Whenever "name" appears in a line, please copy that line from the data.

Saved data entries
########
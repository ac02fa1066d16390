// ABOUTME: Metric computations for decoded workout records
// ABOUTME: Distance, mean speed, per-kind calorie dispatch, and summary assembly
//
// SPDX-License-Identifier: MIT OR Apache-2.0
// Copyright (c) 2025 Fittrack Contributors

//! Workout metric calculations.
//!
//! Every operation here is a pure function of the decoded record: no shared
//! state, no suspension points, safe to recompute and to call from multiple
//! threads.

use crate::constants::calories::{
    RUN_SPEED_MULTIPLIER, RUN_SPEED_SHIFT, SWM_SPEED_SHIFT, SWM_WEIGHT_MULTIPLIER,
    WLK_SPEED_HEIGHT_MULTIPLIER, WLK_WEIGHT_MULTIPLIER,
};
use crate::constants::units::{M_IN_KM, MIN_IN_HOUR};
use crate::errors::{AppError, AppResult};
use crate::models::{Summary, Workout};
use tracing::debug;

impl Workout {
    /// Distance covered during the workout, kilometers.
    ///
    /// `distance = action x step_length / 1000`, with the step length fixed
    /// by the workout kind (0.65 m per stride, 1.38 m per stroke).
    #[must_use]
    pub fn distance_km(&self) -> f64 {
        self.action() as f64 * self.kind().step_length_m() / M_IN_KM
    }

    /// Mean speed over the whole workout, km/h.
    ///
    /// Running and walking derive speed from the step distance; swimming
    /// measures it from pool geometry instead, `length_pool x count_pool /
    /// 1000 / duration`, independent of the stroke count.
    ///
    /// # Errors
    ///
    /// Returns `ErrorCode::InvalidDuration` when the duration is zero or
    /// negative, keeping the division total.
    pub fn mean_speed_kmh(&self) -> AppResult<f64> {
        let duration_hours = self.duration_hours();
        if duration_hours <= 0.0 {
            return Err(AppError::invalid_duration(duration_hours));
        }

        let speed = match self {
            Self::Swimming {
                length_pool_m,
                count_pool,
                ..
            } => *length_pool_m * (*count_pool as f64) / M_IN_KM / duration_hours,
            Self::Running { .. } | Self::SportsWalking { .. } => {
                self.distance_km() / duration_hours
            }
        };
        Ok(speed)
    }

    /// Calories burned during the workout, dispatched per kind.
    ///
    /// The walking formula floor-divides speed² by height; the truncation is
    /// part of the calorie contract and must not be replaced with ordinary
    /// division.
    ///
    /// # Errors
    ///
    /// Returns `ErrorCode::InvalidDuration` when the duration is zero or
    /// negative.
    pub fn spent_calories(&self) -> AppResult<f64> {
        let mean_speed_kmh = self.mean_speed_kmh()?;

        let calories = match self {
            Self::Running {
                duration_hours,
                weight_kg,
                ..
            } => {
                (RUN_SPEED_MULTIPLIER * mean_speed_kmh - RUN_SPEED_SHIFT) * *weight_kg / M_IN_KM
                    * *duration_hours
                    * MIN_IN_HOUR
            }
            Self::SportsWalking {
                duration_hours,
                weight_kg,
                height_cm,
                ..
            } => {
                (WLK_WEIGHT_MULTIPLIER * *weight_kg
                    + (mean_speed_kmh * mean_speed_kmh / *height_cm).floor()
                        * WLK_SPEED_HEIGHT_MULTIPLIER
                        * *weight_kg)
                    * *duration_hours
                    * MIN_IN_HOUR
            }
            Self::Swimming { weight_kg, .. } => {
                (mean_speed_kmh + SWM_SPEED_SHIFT) * SWM_WEIGHT_MULTIPLIER * *weight_kg
            }
        };

        debug!(
            kind = self.kind().name(),
            mean_speed_kmh, calories, "computed calories"
        );
        Ok(calories)
    }

    /// Assemble the derived summary for this workout.
    ///
    /// Pure and idempotent: two calls on the same record yield identical
    /// summaries.
    ///
    /// # Errors
    ///
    /// Returns `ErrorCode::InvalidDuration` when the duration is zero or
    /// negative.
    pub fn summary(&self) -> AppResult<Summary> {
        Ok(Summary {
            kind_name: self.kind().name().to_owned(),
            duration_hours: self.duration_hours(),
            distance_km: self.distance_km(),
            mean_speed_kmh: self.mean_speed_kmh()?,
            calories: self.spent_calories()?,
        })
    }
}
########
RESULT FOR THIS TASK:
            kind = self.kind().name(),
            kind_name: self.kind().name().to_owned(),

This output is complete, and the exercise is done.